Il a les yeux de son père Stuxnet, et le sourire de sa mère Duqu. Révélé par un communiqué commun Kaspersky-ITU, Flame serait aussi destructeur qu’Attila, Tamerlan et Gengis Kahn réunis. Il aurait notamment frappé un peu moins de 300 fois au sein d’organisations et grandes entreprises situées dans un croissant moyen-oriental constitué de l’Iran, d’Israël, du Soudan, de la Syrie, du Liban, de l’Arabie Saoudite et de l’Egypte. Moins de 300 infections à risque ? A ce rythme-là , le reboot intempestif d’un ordinateur portable va provoquer des avalanches de communiqués émis par les vendeurs de firewall et d’antivirus… qu’a donc Flame qui justifie une couverture médiatique inversement proportionnelle à l’étendue de sa force de frappe ? Comment se fait-il également que le seul qui soit actuellement en train de crier « au loup » soit un éditeur d’antivirus Russe ?
Flame, explique Aleks au fil d’une foire aux questions très pédagogique, est un voleur d’information, capable même de saisir les conversations passant à portée de micro d’ordinateur. Ce n’est pas un outil en quête de numéros de carte de crédit ou un vulgaire « identity harvester », pas plus qu’il ne cherche à chiffrer des données en obligeant sa victime à acquérir à prix d’or une clef de récupération. Ce n’est donc pas un code d’origine mafieuse.
Il n’est nulle part inscrit « Gardarem lou Larzac » ou « Les Poldèves vaincront ! » dans un repli caché de son code, et il s’est répandu aussi bien en Lybie qu’en Israël ou en Iran… ce n’est donc pas un virus « hacktiviste ». S’il n’est pas mafieux, s’il n’est pas politique, alors, il n’est pas-t-à -qu’est-ce ? Et les gourous de Kaspersky de conclure : il n’existe qu’une seule réponse possible : c’est là un virus militaire, une infection née des techniques de « weaponisation » visant spécifiquement non seulement des pays du moyen orient, mais également des formes d’information qui ne peuvent intéresser que des armées constituées.
Il faut admettre que dans le genre « inspecteur Colombo », Flame est un modèle. Sa perquisition informatique vaut bien une attaque Nmap en règle, explique par le détail et en code dans le texte Sergei Shevchenko dans le blog « Stratsec » de BAE System. C’est là , de loin, l’une des analyses les plus intéressantes qui se soient publiées à ce jour. On y découvre tout ce que Flame tente de bruteforcer , les logiciels de sécurité qu’il muselle, les téléphones mobiles qu’il recense, les logiciels bureautiques et de communication employés. Flame sent la patte d’un habitué des perquisitions « forensiques » : il pue le virus-flic à plein nez. Et c’est ce qui fait son charme médiatique.

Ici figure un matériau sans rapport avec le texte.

#[cfg(test)]
mod tests {
    use super::*;
    use bellhop_core::{AppointmentId, ManualClock};
    use bellhop_queue::{JobState, NewJob, SqliteJobQueue};
    use chrono::TimeZone;
    use rusqlite::Connection;

    use crate::{sender::LogSender, store::InMemoryAppointmentStore};

    fn start() -> DateTime<Utc> {
        Utc.with_ymd_and_hms(2026, 6, 1, 14, 0, 0).unwrap()
    }

    fn appointment() -> Appointment {
        Appointment {
            id: AppointmentId::from("a1"),
            start_time: start(),
            end_time: start() + Duration::minutes(50),
            status: AppointmentStatus::Scheduled,
            recipient_contact: Some("kim@example.com".into()),
            counterparty_name: None,
            notes: None,
            join_reference: None,
        }
    }

    #[test]
    fn backoff_doubles_and_caps() {
        let cfg = ExecutorConfig {
            backoff_base: Duration::seconds(30),
            backoff_max: Duration::seconds(100),
            ..ExecutorConfig::default()
        };
        assert_eq!(cfg.backoff_delay(1), Duration::seconds(30));
        assert_eq!(cfg.backoff_delay(2), Duration::seconds(60));
        assert_eq!(cfg.backoff_delay(3), Duration::seconds(100));
        assert_eq!(cfg.backoff_delay(40), Duration::seconds(100));
    }

    #[test]
    fn worker_config_is_checked_before_use() {
        let cfg = ExecutorConfig::try_from(&WorkerConfig::default()).unwrap();
        assert_eq!(cfg.backoff_base, Duration::seconds(30));
        assert_eq!(cfg.backoff_max, Duration::seconds(900));
        assert_eq!(cfg.send_timeout, StdDuration::from_secs(10));

        // A send allowed to outlive its lease would be redelivered mid-flight.
        let slow = WorkerConfig {
            send_timeout_secs: 600,
            ..WorkerConfig::default()
        };
        assert!(matches!(
            ExecutorConfig::try_from(&slow),
            Err(BellhopError::Config(_))
        ));

        let huge = WorkerConfig {
            backoff_base_secs: u64::MAX,
            ..WorkerConfig::default()
        };
        assert!(matches!(
            ExecutorConfig::try_from(&huge),
            Err(BellhopError::Config(_))
        ));
    }

    #[test]
    fn closed_statuses_are_stale() {
        let before = start() - Duration::hours(1);
        for status in [
            AppointmentStatus::Cancelled,
            AppointmentStatus::Completed,
            AppointmentStatus::NoShow,
        ] {
            let appt = Appointment {
                status,
                ..appointment()
            };
            assert_eq!(
                check_appointment(&appt, ReminderKind::H1, start(), before),
                Err(JobOutcome::SkippedStale(StaleReason::Closed(status)))
            );
        }
    }

    #[test]
    fn moved_start_is_stale() {
        let appt = appointment();
        let old = start() - Duration::days(1);
        assert!(matches!(
            check_appointment(&appt, ReminderKind::H24, old, old - Duration::hours(24)),
            Err(JobOutcome::SkippedStale(StaleReason::Rescheduled { .. }))
        ));
    }

    #[test]
    fn at_time_tolerates_running_session() {
        let appt = Appointment {
            status: AppointmentStatus::InProgress,
            ..appointment()
        };
        let during = start() + Duration::minutes(10);
        assert_eq!(
            check_appointment(&appt, ReminderKind::AtTime, start(), during),
            Ok("kim@example.com")
        );
        assert_eq!(
            check_appointment(&appt, ReminderKind::H1, start(), during),
            Err(JobOutcome::SkippedStale(StaleReason::TooLate))
        );
        assert_eq!(
            check_appointment(&appt, ReminderKind::AtTime, start(), appt.end_time),
            Err(JobOutcome::SkippedStale(StaleReason::TooLate))
        );
    }

    #[test]
    fn missing_contact_is_invalid() {
        let appt = Appointment {
            recipient_contact: None,
            ..appointment()
        };
        assert_eq!(
            check_appointment(&appt, ReminderKind::H1, start(), start() - Duration::hours(1)),
            Err(JobOutcome::SkippedInvalid(InvalidReason::MissingContact))
        );
    }

    #[tokio::test]
    async fn over_attempted_redelivery_is_discarded_unsent() {
        let clock = Arc::new(ManualClock::new(start() - Duration::hours(2)));
        let queue = Arc::new(
            SqliteJobQueue::new(
                Connection::open_in_memory().unwrap(),
                clock.clone(),
                Duration::minutes(5),
            )
            .unwrap(),
        );
        let store = Arc::new(InMemoryAppointmentStore::new());
        store.insert(appointment());
        let executor = Executor::new(
            queue.clone(),
            store.clone(),
            Arc::new(LogSender),
            clock.clone(),
            ExecutorConfig {
                max_attempts: 2,
                ..ExecutorConfig::default()
            },
        );

        let appt = appointment();
        let key = bellhop_core::JobKey::derive(&appt.id, ReminderKind::H1);
        queue
            .enqueue_delayed(
                NewJob {
                    job_key: key.clone(),
                    appointment_id: appt.id.clone(),
                    kind: ReminderKind::H1,
                    payload: serde_json::to_string(&ReminderPayload::snapshot(
                        &appt,
                        ReminderKind::H1,
                    ))
                    .unwrap(),
                },
                Duration::zero(),
            )
            .unwrap();

        // Two workers crash holding the job; the third claim is over budget.
        queue.dequeue_due().unwrap().unwrap();
        clock.advance(Duration::minutes(5));
        queue.dequeue_due().unwrap().unwrap();
        clock.advance(Duration::minutes(5));

        let outcome = executor.process_next().await.unwrap().unwrap();
        assert!(matches!(outcome, JobOutcome::Discarded { attempt: 3, .. }));
        assert_eq!(queue.get(&key).unwrap().unwrap().state, JobState::Discarded);
        assert!(store.reminders_sent().is_empty());
    }

    #[tokio::test]
    async fn corrupt_payload_is_invalid() {
        let clock = Arc::new(ManualClock::new(start() - Duration::hours(2)));
        let queue = Arc::new(
            SqliteJobQueue::new(
                Connection::open_in_memory().unwrap(),
                clock.clone(),
                Duration::minutes(5),
            )
            .unwrap(),
        );
        let executor = Executor::new(
            queue.clone(),
            Arc::new(InMemoryAppointmentStore::new()),
            Arc::new(LogSender),
            clock,
            ExecutorConfig::default(),
        );
        let appointment_id = AppointmentId::from("a1");
        queue
            .enqueue_delayed(
                NewJob {
                    job_key: bellhop_core::JobKey::derive(&appointment_id, ReminderKind::H24),
                    appointment_id,
                    kind: ReminderKind::H24,
                    payload: "not json".into(),
                },
                Duration::zero(),
            )
            .unwrap();

        let outcomes = executor.drain_due().await.unwrap();
        assert!(matches!(
            outcomes.as_slice(),
            [JobOutcome::SkippedInvalid(InvalidReason::BadPayload(_))]
        ));
        assert_eq!(queue.stats(0).unwrap().outcomes.get("skipped_invalid"), Some(&1));
    }
}
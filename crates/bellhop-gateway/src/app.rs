use std::sync::Arc;

use axum::{
    routing::{get, put},
    Router,
};
use bellhop_core::{config::BellhopConfig, Clock, SystemClock};
use bellhop_queue::SqliteJobQueue;
use bellhop_reminders::{
    Canceller, Executor, ExecutorConfig, LogSender, Monitor, NotificationSender, Rescheduler,
    Scheduler, SqliteAppointmentStore, WebhookSender,
};
use rusqlite::Connection;
use tracing::info;

/// Shared state handed to every Axum handler as `Arc<AppState>`.
pub struct AppState {
    pub config: BellhopConfig,
    pub clock: Arc<dyn Clock>,
    pub queue: Arc<SqliteJobQueue>,
    pub store: Arc<SqliteAppointmentStore>,
    pub scheduler: Scheduler,
    pub canceller: Canceller,
    pub rescheduler: Rescheduler,
    pub monitor: Monitor,
}

impl AppState {
    pub fn new(
        config: BellhopConfig,
        clock: Arc<dyn Clock>,
        queue: Arc<SqliteJobQueue>,
        store: Arc<SqliteAppointmentStore>,
    ) -> Self {
        Self {
            scheduler: Scheduler::new(queue.clone(), clock.clone()),
            canceller: Canceller::new(queue.clone()),
            rescheduler: Rescheduler::new(
                Canceller::new(queue.clone()),
                Scheduler::new(queue.clone(), clock.clone()),
            ),
            monitor: Monitor::new(queue.clone()),
            config,
            clock,
            queue,
            store,
        }
    }

    /// Open the queue and the appointment store on `db_path`, each with its
    /// own connection. Rejects worker settings the executor could not honour.
    pub fn open(config: BellhopConfig, db_path: &str) -> anyhow::Result<Self> {
        config.worker.validate()?;
        let clock: Arc<dyn Clock> = Arc::new(SystemClock);
        let visibility = config.worker.visibility_timeout()?;
        let queue = Arc::new(SqliteJobQueue::new(
            open_connection(db_path)?,
            clock.clone(),
            visibility,
        )?);
        let store = Arc::new(SqliteAppointmentStore::new(open_connection(db_path)?)?);
        Ok(Self::new(config, clock, queue, store))
    }

    /// Worker pool wired to the configured notification sender.
    pub fn executor(&self) -> anyhow::Result<Executor> {
        let config = ExecutorConfig::try_from(&self.config.worker)?;
        let sender: Arc<dyn NotificationSender> = match &self.config.sender.webhook_url {
            Some(url) => {
                info!(url = %url, "reminders delivered via webhook");
                Arc::new(WebhookSender::new(
                    url.clone(),
                    self.config.sender.webhook_key.clone(),
                ))
            }
            None => {
                info!("no sender.webhook_url configured, reminders are only logged");
                Arc::new(LogSender)
            }
        };
        Ok(Executor::new(
            self.queue.clone(),
            self.store.clone(),
            sender,
            self.clock.clone(),
            config,
        ))
    }
}

/// Several connections share one database file; wait for locks instead of
/// failing with SQLITE_BUSY.
pub fn open_connection(path: &str) -> rusqlite::Result<Connection> {
    let conn = Connection::open(path)?;
    conn.busy_timeout(std::time::Duration::from_secs(5))?;
    Ok(conn)
}

/// Assemble the full Axum router.
pub fn build_router(state: Arc<AppState>) -> Router {
    Router::new()
        .route("/health", get(crate::http::health::health_handler))
        .route("/stats", get(crate::http::stats::stats_handler))
        .route(
            "/appointments/{id}",
            put(crate::http::appointments::put_appointment),
        )
        .route(
            "/appointments/{id}/reminders",
            get(crate::http::appointments::list_reminders)
                .post(crate::http::appointments::schedule_reminders)
                .put(crate::http::appointments::reschedule_reminders)
                .delete(crate::http::appointments::cancel_reminders),
        )
        .with_state(state)
        .layer(tower_http::trace::TraceLayer::new_for_http())
}

#[cfg(test)]
mod tests {
    use super::*;

    #[test]
    fn open_rejects_send_timeout_longer_than_lease() {
        let mut config = BellhopConfig::default();
        config.worker.send_timeout_secs = 600;
        let err = AppState::open(config, ":memory:").err().unwrap();
        assert!(err.to_string().contains("send_timeout_secs"));

        let state = AppState::open(BellhopConfig::default(), ":memory:").unwrap();
        assert!(state.executor().is_ok());
    }

    #[test]
    fn executor_rejects_out_of_range_backoff() {
        let mut state = AppState::open(BellhopConfig::default(), ":memory:").unwrap();
        state.config.worker.backoff_max_secs = u64::MAX;
        assert!(state.executor().is_err());
    }
}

Bien entendu, Flame n’a rien de l’attaque apocalyptique que certains de nos éminents confrères ont bien voulu décrire. C’est là un Spyware propre, limite classique, et assez mal écrit ou trop largement diffusé pour qu’il puisse passer en dessous de la couverture radar des outils de détection. En cela, Flame est un échec cuisant, surtout comparé au vecteur d’attaque qui a su vivre 4 ans durant dans les machines d’un Areva par exemple. Or, « bon » virus militaire ou de barbouze est un virus discret. Reste que son fameux 32.ocx a des chances de se retrouver, moyennant quelques modifications, dans les entrailles de l’un de ses successeurs.
Admirons au passage l’habileté de certains de nos confrères qui, se rendant compte qu’un virus avec 300 « hits » a peu de chance d’émouvoir un RSSI ou un lecteur de journal Web, titrent tapageusement « Flame n’est pas un danger pour l’industrie ». Le mot Danger dans un titre, ça fait toujours vendre. Ou ces éditeurs de logiciels de déploiement de correctifs qui affirment que leurs clients ne risquent rien puisque leur bibliothèque de mise à jour a depuis belle lurette comblé la ou les failles servant de tremplin à Flame, en titrant leur communiqué « Exclusif, la vérité sur Flame expliquée par le Docteur X, du labo de MachinTech ».
Il fut une époque où la moindre alerte lancée par un éditeur aurait provoqué une multitude d’échos amplificateurs. Aujourd’hui, il faut au moins le hurlement d’une meute de loups pour que le public s’émeuve. Alors, Haro sur Kaspersky ? Certainement pas. Malgré une légère sur-médiatisation (il faut bien que vivent les Dir Com), les analyses de Flame confirment cette tendance à la militarisation des codes de cyberattaque, à l’amélioration du ciblage géographique desdites attaques, et à l’allègement considérable des tentatives de diffusion (le nombre d’infections recensées étant relativement faible).